Sacks was a contrarian who refused to compromise this approach to the sick and the suffering. He resisted the powerful current of modern practice that seeks the generic. He rejected a monolithic mindset, and retrieved the individual from the obscuring blanket of statistics. This put him outside of the academy, exiled to chronic-care institutions. Through his writing, Sacks ultimately received recognition for advancing a unique form of clinical scholarship that was largely abandoned: the study of the single person within the context of his own life. Ever the acute observer, his case histories confirmed that under a single diagnostic term was a spectrum of human biology. No two patients are ever the same, he emphasized. When examining patients on the autistic spectrum, for example, he highlighted, and informed the public about, individuals with the capacity to draw precisely from memory, the capacity to make calculations nearly at the speed of a computer, or the ability to listen to a piece of music and reproduce it on the piano.
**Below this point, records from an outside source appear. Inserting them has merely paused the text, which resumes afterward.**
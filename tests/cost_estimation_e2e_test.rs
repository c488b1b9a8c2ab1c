// ==========================================
// 成本估算端到端测试
// ==========================================
// 测试目标: AppState → CostEstimationApi → 引擎 → SQLite 全链路
// ==========================================

mod test_helpers;

use cost_estimation::api::ApiError;
use cost_estimation::app::AppState;
use cost_estimation::config::config_keys;
use cost_estimation::domain::{CostRequest, Dimensions};
use cost_estimation::engine::MhrLookupTier;
use cost_estimation::{DutyCategory, MachineCategory, MaterialKind, OperationKind, Shape};
use std::io::Write;
use tempfile::NamedTempFile;
use test_helpers::{create_test_db, insert_config, open_test_connection, seed_standard_reference};

async fn seeded_state() -> (NamedTempFile, AppState) {
    cost_estimation::logging::init_test();
    let (temp_file, db_path) = create_test_db().expect("Failed to create test db");
    seed_standard_reference(&db_path).expect("Failed to seed reference data");
    let state = AppState::new(db_path).await.expect("Failed to create AppState");
    (temp_file, state)
}

fn request(
    material: MaterialKind,
    operation: OperationKind,
    dimensions: Dimensions,
    machine: &str,
    man_hours: f64,
) -> CostRequest {
    CostRequest {
        material,
        operation_type: operation,
        dimensions,
        machine_name: machine.to_string(),
        man_hours_per_unit: man_hours,
        duty_category: None,
    }
}

// ==========================================
// 单件估算
// ==========================================

#[tokio::test]
async fn test_calculate_round_part_exact_lookup() {
    let (_temp, state) = seeded_state().await;

    // 50×200 回转体 → light；steel 抬到 medium
    let req = request(
        MaterialKind::Steel,
        OperationKind::Turning,
        Dimensions::round(50.0, 200.0),
        "CNC Lathe - 3 Axis",
        0.5,
    );
    let resp = state.cost_estimation_api.calculate(&req).unwrap();

    assert_eq!(resp.duty_category, DutyCategory::Medium);
    assert!(!resp.duty_overridden);
    let classification = resp.duty_classification.as_ref().unwrap();
    assert_eq!(classification.base_duty, DutyCategory::Light);
    assert_eq!(classification.factors.len(), 1);

    assert_eq!(resp.selected_machine.id, 2);
    assert_eq!(resp.selected_machine.operation_type_id, Some(1));
    assert_eq!(resp.machine_category, MachineCategory::Cnc3Axis);
    assert_eq!(resp.shape, Shape::Round);
    assert_eq!(resp.volume, 392698.75);
    assert_eq!(resp.mhr_lookup, MhrLookupTier::ExactIds);

    // A=0.5 B=500 C=100
    let b = &resp.cost_breakdown;
    assert_eq!(b.machine_hour_rate, 500.0);
    assert_eq!(b.wage_rate, 100.0);
    assert_eq!(b.basic_cost_per_unit, 300.0);
    assert_eq!(b.overheads_per_unit, 100.0);
    assert_eq!(b.profit_per_unit, 40.0);
    assert_eq!(b.packing_forwarding_per_unit, 6.0);
    assert_eq!(b.unit_cost, 446.0);
    assert_eq!(b.outsourcing_mhr, 700.0);

    assert_eq!(resp.calculation_steps.step_6_unit_cost.result, 446.0);
    assert!(!resp.estimate_id.is_empty());
}

#[tokio::test]
async fn test_calculate_rectangular_part() {
    let (_temp, state) = seeded_state().await;

    // 100×50×30 箱体 → light；steel 抬到 medium
    let req = request(
        MaterialKind::Steel,
        OperationKind::Milling,
        Dimensions::rectangular(100.0, 50.0, 30.0),
        "CNC Milling - 5 Axis",
        1.0,
    );
    let resp = state.cost_estimation_api.calculate(&req).unwrap();

    assert_eq!(resp.shape, Shape::Rectangular);
    assert_eq!(resp.volume, 150000.0);
    assert_eq!(resp.duty_category, DutyCategory::Medium);
    assert_eq!(resp.machine_category, MachineCategory::Cnc5Axis);

    // A=1 B=800 C=100
    assert_eq!(resp.cost_breakdown.basic_cost_per_unit, 900.0);
    assert_eq!(resp.cost_breakdown.profit_per_unit, 100.0);
    assert_eq!(resp.cost_breakdown.packing_forwarding_per_unit, 18.0);
    assert_eq!(resp.cost_breakdown.unit_cost, 1118.0);
    assert_eq!(resp.cost_breakdown.outsourcing_mhr, 1000.0);
}

#[tokio::test]
async fn test_calculate_with_duty_override_and_fuzzy_fallback() {
    let (_temp, state) = seeded_state().await;

    // Mk2 无配置行；同工序 medium 下 "CNC Lathe" 与 "CNC Lathe - 3 Axis" 均包含匹配，平分取先出现者
    let mut req = request(
        MaterialKind::Aluminium,
        OperationKind::Turning,
        Dimensions::round(50.0, 200.0),
        "CNC Lathe - 3 Axis Mk2",
        0.5,
    );
    req.duty_category = Some(DutyCategory::Medium);

    let resp = state.cost_estimation_api.calculate(&req).unwrap();
    assert!(resp.duty_overridden);
    assert!(resp.duty_classification.is_none());
    assert_eq!(resp.mhr_lookup, MhrLookupTier::FuzzyName { score: 1 });
    assert_eq!(resp.cost_breakdown.machine_hour_rate, 450.0);
}

#[tokio::test]
async fn test_calculate_unknown_machine() {
    let (_temp, state) = seeded_state().await;

    let req = request(
        MaterialKind::Steel,
        OperationKind::Turning,
        Dimensions::round(50.0, 200.0),
        "Nonexistent Machine",
        0.5,
    );
    let err = state.cost_estimation_api.calculate(&req).unwrap_err();
    assert!(matches!(err, ApiError::NotFound(_)));
    assert_eq!(err.http_status(), 404);
}

#[tokio::test]
async fn test_calculate_invalid_dimensions() {
    let (_temp, state) = seeded_state().await;

    let dims = Dimensions {
        length: Some(100.0),
        ..Default::default()
    };
    let req = request(MaterialKind::Steel, OperationKind::Milling, dims, "CNC Lathe", 0.5);
    let err = state.cost_estimation_api.calculate(&req).unwrap_err();
    assert_eq!(err.code(), "INVALID_INPUT");
    assert_eq!(err.http_status(), 400);
}

#[tokio::test]
async fn test_calculate_mhr_not_configured() {
    let (_temp, state) = seeded_state().await;

    // titanium → heavy；heavy 行存在但费率为空，不允许回退到其他行
    let req = request(
        MaterialKind::Titanium,
        OperationKind::Turning,
        Dimensions::round(50.0, 200.0),
        "CNC Lathe - 5 Axis",
        0.5,
    );
    let err = state.cost_estimation_api.calculate(&req).unwrap_err();
    assert_eq!(err.code(), "MHR_NOT_CONFIGURED");
    assert_eq!(err.http_status(), 400);
}

#[tokio::test]
async fn test_response_json_shape() {
    let (_temp, state) = seeded_state().await;

    let req = request(
        MaterialKind::Steel,
        OperationKind::Turning,
        Dimensions::round(50.0, 200.0),
        "CNC Lathe - 3 Axis",
        0.5,
    );
    let resp = state.cost_estimation_api.calculate(&req).unwrap();
    let json = serde_json::to_value(&resp).unwrap();

    assert_eq!(json["duty_category"], "medium");
    assert_eq!(json["machine_category"], "cnc_3axis");
    assert_eq!(json["shape"], "round");
    assert!(json["cost_breakdown"].get("total_cost").is_none());
    assert_eq!(json["calculation_steps"]["step_1_inputs"]["A_man_hours"], 0.5);
    assert_eq!(json["dimensions"]["diameter"], 50.0);
    assert!(json["dimensions"].get("breadth").is_none());
}

#[tokio::test]
async fn test_request_deserialization() {
    let raw = r#"{
        "material": "steel",
        "operation_type": "heat_treatment",
        "dimensions": {"length": 100, "breadth": 50, "height": 30},
        "machine_name": "CNC Lathe",
        "man_hours_per_unit": 0.75
    }"#;
    let req: CostRequest = serde_json::from_str(raw).unwrap();
    assert_eq!(req.operation_type, OperationKind::HeatTreatment);
    assert_eq!(req.duty_category, None);
    assert_eq!(req.dimensions.height, Some(30.0));
}

// ==========================================
// 快速报价
// ==========================================

#[tokio::test]
async fn test_quick_estimate() {
    let (_temp, state) = seeded_state().await;

    // turning + medium + steel → CNC Lathe - 3 Axis；工时矩阵 0.5
    let resp = state
        .cost_estimation_api
        .quick_estimate("turning", "medium", 10)
        .unwrap();
    assert_eq!(resp.machine, "CNC Lathe - 3 Axis");
    assert_eq!(resp.machine_category, MachineCategory::Cnc3Axis);
    assert_eq!(resp.duty, DutyCategory::Medium);
    assert_eq!(resp.quantity, 10);
    assert_eq!(resp.unit_cost, 446.0);
    assert_eq!(resp.total_cost, 4460.0);
    assert_eq!(resp.details.man_hours_per_unit, 0.5);

    // 负荷同义写法
    let synonym = state
        .cost_estimation_api
        .quick_estimate("Turning", "Medium duty", 1)
        .unwrap();
    assert_eq!(synonym.unit_cost, 446.0);
}

#[tokio::test]
async fn test_quick_estimate_errors() {
    let (_temp, state) = seeded_state().await;
    let api = &state.cost_estimation_api;

    let err = api.quick_estimate("turning", "extreme", 1).unwrap_err();
    assert_eq!(err.code(), "INVALID_INPUT");

    // Conventional Milling Machine 存在，但 milling/light 无配置
    let err = api.quick_estimate("milling", "light", 1).unwrap_err();
    assert_eq!(err.code(), "MHR_NOT_CONFIGURED");

    // Conventional Grinder 不在机床表
    let err = api.quick_estimate("grinding", "light", 1).unwrap_err();
    assert_eq!(err.code(), "NOT_FOUND");
}

// ==========================================
// 机床列表 / 配置
// ==========================================

#[tokio::test]
async fn test_list_machines() {
    let (_temp, state) = seeded_state().await;

    let machines = state.cost_estimation_api.list_machines().unwrap();
    assert_eq!(machines.len(), 7);
    assert_eq!(machines[0].name, "CNC Lathe");
    assert_eq!(machines[6].name, "CNC Lathe - 3 Axis Mk2");
}

#[tokio::test]
async fn test_configured_wage_applies() {
    let (_temp_file, db_path) = create_test_db().expect("Failed to create test db");
    seed_standard_reference(&db_path).expect("Failed to seed reference data");
    let conn = open_test_connection(&db_path).expect("Failed to open db");
    insert_config(&conn, config_keys::CNC_OPERATOR_MONTHLY_WAGE, "30000").unwrap();
    drop(conn);

    let state = AppState::new(db_path).await.unwrap();
    let resp = state
        .cost_estimation_api
        .quick_estimate("turning", "medium", 1)
        .unwrap();

    // C = 30000 / 200 = 150
    assert_eq!(resp.details.wage_rate, 150.0);
    assert_eq!(resp.details.outsourcing_mhr, 800.0);
}

#[tokio::test]
async fn test_import_then_estimate_on_fresh_db() {
    cost_estimation::logging::init_test();
    let (_temp_file, db_path) = create_test_db().expect("Failed to create test db");
    let state = AppState::new(db_path).await.unwrap();

    let mut csv_file = tempfile::Builder::new().suffix(".csv").tempfile().unwrap();
    writeln!(csv_file, "operation,duty,machine,machine_hr_rate").unwrap();
    writeln!(csv_file, "turning,Medium duty,CNC Lathe - 3 Axis,500").unwrap();
    csv_file.flush().unwrap();

    let path = csv_file.path().to_string_lossy().to_string();
    let resp = state.import_api.import_mhr_file(&path).unwrap();
    assert_eq!(resp.summary.mhr_inserted, 1);
    assert_eq!(resp.summary.machines_created, 1);
    assert_eq!(resp.source_file, path);

    let json = serde_json::to_value(&resp).unwrap();
    assert_eq!(json["mhr_inserted"], 1);

    let quick = state
        .cost_estimation_api
        .quick_estimate("turning", "medium", 1)
        .unwrap();
    assert_eq!(quick.unit_cost, 446.0);

    let err = state.import_api.import_mhr_file("/nonexistent/mhr.csv").unwrap_err();
    assert_eq!(err.code(), "IMPORT_ERROR");
}

#[tokio::test]
async fn test_config_update_applies_on_next_start() {
    let (_temp_file, db_path) = create_test_db().expect("Failed to create test db");
    seed_standard_reference(&db_path).expect("Failed to seed reference data");

    let state = AppState::new(db_path.clone()).await.unwrap();
    state
        .config_api
        .update_config(config_keys::CNC_OPERATOR_MONTHLY_WAGE, "30000")
        .unwrap();
    let before = state
        .cost_estimation_api
        .quick_estimate("turning", "medium", 1)
        .unwrap();
    assert_eq!(before.details.wage_rate, 100.0);
    drop(state);

    let restarted = AppState::new(db_path).await.unwrap();
    let overview = restarted.config_api.get_config_overview().unwrap();
    assert_eq!(overview.effective.cnc_operator_monthly_wage, 30000.0);
    let after = restarted
        .cost_estimation_api
        .quick_estimate("turning", "medium", 1)
        .unwrap();
    assert_eq!(after.details.wage_rate, 150.0);
}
Sacks made house calls, not only in California and New York where he practiced, but globally, visiting Dr. “Bennet,” a surgeon with Tourette’s syndrome in rural Canada or the autistic artist Stephen Wiltshire on a tour of Europe. In these visits, he practiced what might be called the medicine of friendship, showing genuine interest and respect to people who are often shunned. This was the therapeutic intervention when neurology lacked effective pills or procedures.

This did not mean Sacks was a Luddite. He was an avid reader of scientific journals, fascinated by scientific advancements in imaging the nervous system at work. He engaged in dialogue with Nobel laureates and lab scientists about the nature of consciousness, providing what they lacked -- the insights of a naturalist, a field worker.

Sacks also embodied an attribute that can be lost after people become famous: a boundless generosity of spirit. He encouraged young doctors and scientists to record their experiences and communicate them in prose, celebrating their endeavors rather than seeing them as a form of competition or threat. I believe his intense curiosity and boundless energy moved him to want to learn from the succeeding generation, as great teachers do.

Over the past years, Oliver revealed a part of his life that was once considered a debility and disorder -- his sexual orientation. The demeaning of this part of his person, he believed, was the cause for his descent into amphetamine abuse. Drugs may well have killed him decades ago, before his contributions to medicine and writing. It was clinical work, caring for others with competence and compassion, that proved therapeutic for the doctor, giving him the strength to break the powerful grip of drug use. After decades of celibacy, Oliver shared the last eight years of his life with the writer Billy Hayes.

In May, after I had reviewed “On the Move: A Life,” his autobiography, he sent me a letter about what he wanted to accomplish in the time left to him. “In whatever time remains,” he aimed to “pull together another book of case histories–some large … some small, even miniature.” Every dimension of the patient was meaningful in his thinking.